■ **WORK TO COMPLETE**:
Please write out all of the records below exactly as they appear.

■ **EXERCISE INPUT**:
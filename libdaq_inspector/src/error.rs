use std::path::PathBuf;
use thiserror::Error;

use super::constants::{FRAGMENT_HEADER_MARKER, FRAGMENT_HEADER_SIZE};

#[derive(Debug, Error)]
pub enum RangeError {
    #[error("Failed to parse record range token '{token}': {source}")]
    BadToken {
        token: String,
        source: std::num::ParseIntError,
    },
    #[error("Record index {index} is out of range; only {count} records are available")]
    OutOfRange { index: usize, count: usize },
}

#[derive(Debug, Error)]
pub enum ChannelMapError {
    #[error("ChannelMap failed due to IO error: {0}")]
    IOError(#[from] std::io::Error),
    #[error("ChannelMap failed to parse an integer: {0}")]
    ParsingError(#[from] std::num::ParseIntError),
    #[error("ChannelMap was given a file with the incorrect format; most likely the number of columns is incorrect")]
    BadFileFormat,
    #[error("Unrecognized channel map scheme: {0}")]
    UnknownScheme(String),
    #[error("Invalid plane id {0} found in channel map; expected 0, 1 or 2")]
    BadPlane(u8),
}

#[derive(Debug, Error)]
pub enum FrameError {
    #[error("Failed to parse buffer into an item: {0}")]
    IOError(#[from] std::io::Error),
    #[error("Item buffer has {0} bytes; expected {1}")]
    BadItemSize(usize, usize),
    #[error("Failed to shape ADC values into a frame: {0}")]
    ShapeError(#[from] ndarray::ShapeError),
}

#[derive(Debug, Error)]
pub enum FragmentError {
    #[error("Failed to parse fragment header: {0}")]
    IOError(#[from] std::io::Error),
    #[error("Fragment buffer of {0} bytes is smaller than the fragment header ({size} bytes)", size=FRAGMENT_HEADER_SIZE)]
    TooShort(usize),
    #[error("Incorrect fragment header marker {0:#x}; expected {exp:#x}", exp=FRAGMENT_HEADER_MARKER)]
    BadMarker(u32),
    #[error("Fragment header claims {0} bytes but the buffer holds {1} bytes")]
    SizeMismatch(u64, usize),
    #[error("Failed to decode an item of the fragment: {0}")]
    BadItem(#[from] FrameError),
}

#[derive(Debug, Error)]
pub enum FrontEndError {
    #[error("Unrecognized front-end type: {0}")]
    Unknown(String),
    #[error("Could not infer a front-end type from fragment type code {0}")]
    NotInferable(u32),
}

#[derive(Debug, Error)]
pub enum ContainerError {
    #[error("Container failed due to HDF5 error: {0}")]
    HDF5Error(#[from] hdf5::Error),
    #[error("Could not open container because file {0:?} does not exist")]
    BadFilePath(PathBuf),
    #[error("Record index {0} is out of range; the container holds {1} records")]
    RecordOutOfRange(usize, usize),
    #[error("Container failed due to record range error: {0}")]
    RangeError(#[from] RangeError),
    #[error("Container failed due to ChannelMap error: {0}")]
    MapError(#[from] ChannelMapError),
    #[error("Container failed due to Fragment error: {0}")]
    FragmentError(#[from] FragmentError),
}

#[derive(Debug, Error)]
pub enum DecoderError {
    #[error("Decoder failed due to Fragment error: {0}")]
    FragmentError(#[from] FragmentError),
    #[error("Decoder failed due to front-end error: {0}")]
    FrontEndError(#[from] FrontEndError),
    #[error("Decoder found no complete frames in the fragment")]
    NoFrames,
    #[error("Decoder failed to stack frames: {0}")]
    ShapeError(#[from] ndarray::ShapeError),
}

#[derive(Debug, Error)]
pub enum PlotError {
    #[error("Plotting failed due to IO error: {0}")]
    IOError(#[from] std::io::Error),
    #[error("Plotting failed while drawing: {0}")]
    DrawingError(String),
    #[error("Plotting failed to write CSV: {0}")]
    CsvError(#[from] csv::Error),
}

impl<E> From<plotters::drawing::DrawingAreaErrorKind<E>> for PlotError
where
    E: std::error::Error + Send + Sync,
{
    fn from(value: plotters::drawing::DrawingAreaErrorKind<E>) -> Self {
        Self::DrawingError(value.to_string())
    }
}

#[derive(Debug, Error)]
pub enum ConfigError {
    #[error("Failed to load configuration as file {0:?} does not exist")]
    BadFilePath(PathBuf),
    #[error("Config failed due to IO error: {0}")]
    IOError(#[from] std::io::Error),
    #[error("Config failed to parse YAML: {0}")]
    ParsingError(#[from] serde_yaml::Error),
}

#[derive(Debug, Error)]
pub enum ProcessorError {
    #[error("Processor failed due to Container error: {0}")]
    ContainerError(#[from] ContainerError),
    #[error("Processor failed due to Decoder error: {0}")]
    DecoderError(#[from] DecoderError),
    #[error("Processor failed due to Plot error: {0}")]
    PlotError(#[from] PlotError),
    #[error("Processor failed due to Config error: {0}")]
    ConfigError(#[from] ConfigError),
    #[error("Processor failed due to ChannelMap error: {0}")]
    MapError(#[from] ChannelMapError),
    #[error("Processor failed due to IO error: {0}")]
    IoError(#[from] std::io::Error),
}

■ **EXPECTED ANSWER**:
filename libdaq_inspector/src/error.rs
use std::path::PathBuf;
use thiserror::Error;

use super::constants::{FRAGMENT_HEADER_MARKER, FRAGMENT_HEADER_SIZE};

#[derive(Debug, Error)]
pub enum RangeError {
    #[error("Failed to parse record range token '{token}': {source}")]
    BadToken {
        token: String,
        source: std::num::ParseIntError,
    },
    #[error("Record index {index} is out of range; only {count} records are available")]
    OutOfRange { index: usize, count: usize },
}

#[derive(Debug, Error)]
pub enum ChannelMapError {
    #[error("ChannelMap failed due to IO error: {0}")]
    IOError(#[from] std::io::Error),
    #[error("ChannelMap failed to parse an integer: {0}")]
    ParsingError(#[from] std::num::ParseIntError),
    #[error("ChannelMap was given a file with the incorrect format; most likely the number of columns is incorrect")]
    BadFileFormat,
    #[error("Unrecognized channel map scheme: {0}")]
    UnknownScheme(String),
    #[error("Invalid plane id {0} found in channel map; expected 0, 1 or 2")]
    BadPlane(u8),
}

#[derive(Debug, Error)]
pub enum FrameError {
    #[error("Failed to parse buffer into an item: {0}")]
    IOError(#[from] std::io::Error),
    #[error("Item buffer has {0} bytes; expected {1}")]
    BadItemSize(usize, usize),
    #[error("Failed to shape ADC values into a frame: {0}")]
    ShapeError(#[from] ndarray::ShapeError),
}

#[derive(Debug, Error)]
pub enum FragmentError {
    #[error("Failed to parse fragment header: {0}")]
    IOError(#[from] std::io::Error),
    #[error("Fragment buffer of {0} bytes is smaller than the fragment header ({size} bytes)", size=FRAGMENT_HEADER_SIZE)]
    TooShort(usize),
    #[error("Incorrect fragment header marker {0:#x}; expected {exp:#x}", exp=FRAGMENT_HEADER_MARKER)]
    BadMarker(u32),
    #[error("Fragment header claims {0} bytes but the buffer holds {1} bytes")]
    SizeMismatch(u64, usize),
    #[error("Failed to decode an item of the fragment: {0}")]
    BadItem(#[from] FrameError),
}

#[derive(Debug, Error)]
pub enum FrontEndError {
    #[error("Unrecognized front-end type: {0}")]
    Unknown(String),
    #[error("Could not infer a front-end type from fragment type code {0}")]
    NotInferable(u32),
}

#[derive(Debug, Error)]
pub enum ContainerError {
    #[error("Container failed due to HDF5 error: {0}")]
    HDF5Error(#[from] hdf5::Error),
    #[error("Could not open container because file {0:?} does not exist")]
    BadFilePath(PathBuf),
    #[error("Record index {0} is out of range; the container holds {1} records")]
    RecordOutOfRange(usize, usize),
    #[error("Container failed due to record range error: {0}")]
    RangeError(#[from] RangeError),
    #[error("Container failed due to ChannelMap error: {0}")]
    MapError(#[from] ChannelMapError),
    #[error("Container failed due to Fragment error: {0}")]
    FragmentError(#[from] FragmentError),
}

#[derive(Debug, Error)]
pub enum DecoderError {
    #[error("Decoder failed due to Fragment error: {0}")]
    FragmentError(#[from] FragmentError),
    #[error("Decoder failed due to front-end error: {0}")]
    FrontEndError(#[from] FrontEndError),
    #[error("Decoder found no complete frames in the fragment")]
    NoFrames,
    #[error("Decoder failed to stack frames: {0}")]
    ShapeError(#[from] ndarray::ShapeError),
}

#[derive(Debug, Error)]
pub enum PlotError {
    #[error("Plotting failed due to IO error: {0}")]
    IOError(#[from] std::io::Error),
    #[error("Plotting failed while drawing: {0}")]
    DrawingError(String),
    #[error("Plotting failed to write CSV: {0}")]
    CsvError(#[from] csv::Error),
}

impl<E> From<plotters::drawing::DrawingAreaErrorKind<E>> for PlotError
where
    E: std::error::Error + Send + Sync,
{
    fn from(value: plotters::drawing::DrawingAreaErrorKind<E>) -> Self {
        Self::DrawingError(value.to_string())
    }
}

#[derive(Debug, Error)]
pub enum ConfigError {
    #[error("Failed to load configuration as file {0:?} does not exist")]
    BadFilePath(PathBuf),
    #[error("Config failed due to IO error: {0}")]
    IOError(#[from] std::io::Error),
    #[error("Config failed to parse YAML: {0}")]
    ParsingError(#[from] serde_yaml::Error),
}

#[derive(Debug, Error)]
pub enum ProcessorError {
    #[error("Processor failed due to Container error: {0}")]
    ContainerError(#[from] ContainerError),
    #[error("Processor failed due to Decoder error: {0}")]
    DecoderError(#[from] DecoderError),
    #[error("Processor failed due to Plot error: {0}")]
    PlotError(#[from] PlotError),
    #[error("Processor failed due to Config error: {0}")]
    ConfigError(#[from] ConfigError),
    #[error("Processor failed due to ChannelMap error: {0}")]
    MapError(#[from] ChannelMapError),
    #[error("Processor failed due to IO error: {0}")]
    IoError(#[from] std::io::Error),
}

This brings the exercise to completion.